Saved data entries
<<<<

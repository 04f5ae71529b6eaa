//! Gemini conversation types with tool calling support
//!
//! Models the `generateContent` wire format: a conversation is a sequence of
//! turns with roles `user`, `model` and `function`, each carrying parts that
//! hold free text, a tool call emitted by the model, or a tool response fed
//! back to it.

use serde::{Deserialize, Serialize};

/// One turn of the conversation history.
#[derive(Debug, Clone, Serialize, Deserialize)]
pub struct Turn {
    pub role: String, // "user", "model", "function"
    pub parts: Vec<Part>,
}

impl Turn {
    pub fn user(text: impl Into<String>) -> Self {
        Self {
            role: "user".to_string(),
            parts: vec![Part::text(text)],
        }
    }

    pub fn model(parts: Vec<Part>) -> Self {
        Self {
            role: "model".to_string(),
            parts,
        }
    }

    pub fn function(parts: Vec<Part>) -> Self {
        Self {
            role: "function".to_string(),
            parts,
        }
    }
}

/// One part of a turn. Exactly one of the fields is set; the others are
/// omitted from the serialized form.
#[derive(Debug, Clone, Default, Serialize, Deserialize)]
#[serde(rename_all = "camelCase")]
pub struct Part {
    #[serde(skip_serializing_if = "Option::is_none")]
    pub text: Option<String>,
    #[serde(skip_serializing_if = "Option::is_none")]
    pub function_call: Option<FunctionCall>,
    #[serde(skip_serializing_if = "Option::is_none")]
    pub function_response: Option<FunctionResponse>,
}

impl Part {
    pub fn text(text: impl Into<String>) -> Self {
        Self {
            text: Some(text.into()),
            ..Default::default()
        }
    }

    pub fn call(call: FunctionCall) -> Self {
        Self {
            function_call: Some(call),
            ..Default::default()
        }
    }

    /// A tool response part wrapping the aggregated execution result.
    pub fn response(name: impl Into<String>, result: impl Into<String>) -> Self {
        let result: String = result.into();
        Self {
            function_response: Some(FunctionResponse {
                name: name.into(),
                response: serde_json::json!({ "result": result }),
            }),
            ..Default::default()
        }
    }
}

/// A tool call emitted by the model.
#[derive(Debug, Clone, Serialize, Deserialize)]
pub struct FunctionCall {
    pub name: String,
    #[serde(default)]
    pub args: serde_json::Value,
}

/// The response paired with a tool call, in the same relative order.
#[derive(Debug, Clone, Serialize, Deserialize)]
pub struct FunctionResponse {
    pub name: String,
    pub response: serde_json::Value,
}

/// A tool the model may invoke, declared in `tools[].functionDeclarations`.
#[derive(Debug, Clone, Serialize)]
pub struct FunctionDeclaration {
    pub name: String,
    pub description: String,
    pub parameters: serde_json::Value, // JSON Schema (Gemini upper-case types)
}

/// Name of the single tool the grader declares.
pub const RUN_NOTEBOOK_CELL: &str = "run_notebook_cell";

/// Declaration of the `run_notebook_cell` tool.
///
/// The model supplies the 0-based cell index and, when the cell reads from
/// stdin, the queued textual answers for its input prompts.
pub fn run_notebook_cell_tool() -> FunctionDeclaration {
    FunctionDeclaration {
        name: RUN_NOTEBOOK_CELL.to_string(),
        description: "Executes a specific code cell in the Jupyter notebook. \
                      Use this to run student code or test logic."
            .to_string(),
        parameters: serde_json::json!({
            "type": "OBJECT",
            "properties": {
                "cell_index": {
                    "type": "NUMBER",
                    "description": "The 0-based index of the cell to run."
                },
                "input_value": {
                    "type": "ARRAY",
                    "items": { "type": "STRING" },
                    "description": "If the cell calls input(), provide the text response(s) here. Defaults to empty string if omitted."
                }
            },
            "required": ["cell_index"]
        }),
    }
}

/// System instruction template for the grading agent. The rubric/question
/// text is appended below it per job.
pub const GRADER_SYSTEM_PROMPT: &str = r#"You are a code reviewer that reviews student code submissions. Read the Jupyter notebook submission and check whether the code runs without errors. To check if code runs without errors, use the 'run_notebook_cell' tool to run a cell in the Jupyter notebook and verify that it works. This tool takes the cell number and an array of inputs that are to be passed to the notebook. Your output must consist of extremely concise comments as well as a breakup of the grade question-wise based on the rubric below, and the final grade. Output a JSON object for each question with the following keys:
"feedback": one-line written feedback on the errors.
"number_of_minor_errors": the number of minor errors. Minor errors are runtime errors that occur only for certain inputs.
"number_of_major_errors": the number of severe runtime errors and any compile time errors. Incorrect output also counts as a major error.
"correctness": a number between 0 and 10 where 10 means the program logic is correct (even if there are errors) and 0 means the program logic is completely incorrect.
"descriptive_comments": the number of descriptive comments in the program.
Example JSON output:
{
    "Question 1": {
        "feedback": "The sorting program works correctly for the given inputs.",
        "number_of_minor_errors": 0,
        "number_of_major_errors": 0,
        "correctness": 10,
        "descriptive_comments": 0
    },
    "Question 2": {
        "feedback": "The variable 'classified' is not defined, leading to a NameError.",
        "number_of_minor_errors": 0,
        "number_of_major_errors": 1,
        "correctness": 8,
        "descriptive_comments": 2
    }
}"#;

#[cfg(test)]
mod tests {
    use super::*;

    #[test]
    fn test_turn_construction() {
        let user = Turn::user("grade this");
        assert_eq!(user.role, "user");
        assert_eq!(user.parts.len(), 1);
        assert_eq!(user.parts[0].text.as_deref(), Some("grade this"));

        let model = Turn::model(vec![Part::text("looks fine")]);
        assert_eq!(model.role, "model");

        let function = Turn::function(vec![Part::response(RUN_NOTEBOOK_CELL, "42\n")]);
        assert_eq!(function.role, "function");
        let resp = function.parts[0].function_response.as_ref().unwrap();
        assert_eq!(resp.name, RUN_NOTEBOOK_CELL);
        assert_eq!(resp.response["result"], "42\n");
    }

    #[test]
    fn test_part_serialization_skips_unset_fields() {
        let part = Part::text("hello");
        let json = serde_json::to_string(&part).unwrap();
        assert_eq!(json, r#"{"text":"hello"}"#);

        let call = Part::call(FunctionCall {
            name: RUN_NOTEBOOK_CELL.to_string(),
            args: serde_json::json!({ "cell_index": 2 }),
        });
        let json = serde_json::to_string(&call).unwrap();
        assert!(json.contains("\"functionCall\""));
        assert!(!json.contains("\"text\""));
    }

    #[test]
    fn test_function_call_deserializes_without_args() {
        let call: FunctionCall =
            serde_json::from_str(r#"{"name": "run_notebook_cell"}"#).unwrap();
        assert_eq!(call.name, RUN_NOTEBOOK_CELL);
        assert!(call.args.is_null());
    }

    #[test]
    fn test_tool_declaration_schema() {
        let tool = run_notebook_cell_tool();
        assert_eq!(tool.name, RUN_NOTEBOOK_CELL);
        let params = &tool.parameters;
        assert_eq!(params["type"], "OBJECT");
        assert!(params["properties"]["cell_index"].is_object());
        assert_eq!(params["required"][0], "cell_index");
    }
}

>>>>

### [EXERCISE]
Repeat the lines above, from the one containing "assert_eq!(call.name, RUN_NOTEBOOK_CELL);" to the final line, word for word and with nothing else.

### [ANSWER BOX]
        assert_eq!(call.name, RUN_NOTEBOOK_CELL);
        assert!(call.args.is_null());
    }

    #[test]
    fn test_tool_declaration_schema() {
        let tool = run_notebook_cell_tool();
        assert_eq!(tool.name, RUN_NOTEBOOK_CELL);
        let params = &tool.parameters;
        assert_eq!(params["type"], "OBJECT");
        assert!(params["properties"]["cell_index"].is_object());
        assert_eq!(params["required"][0], "cell_index");
    }
}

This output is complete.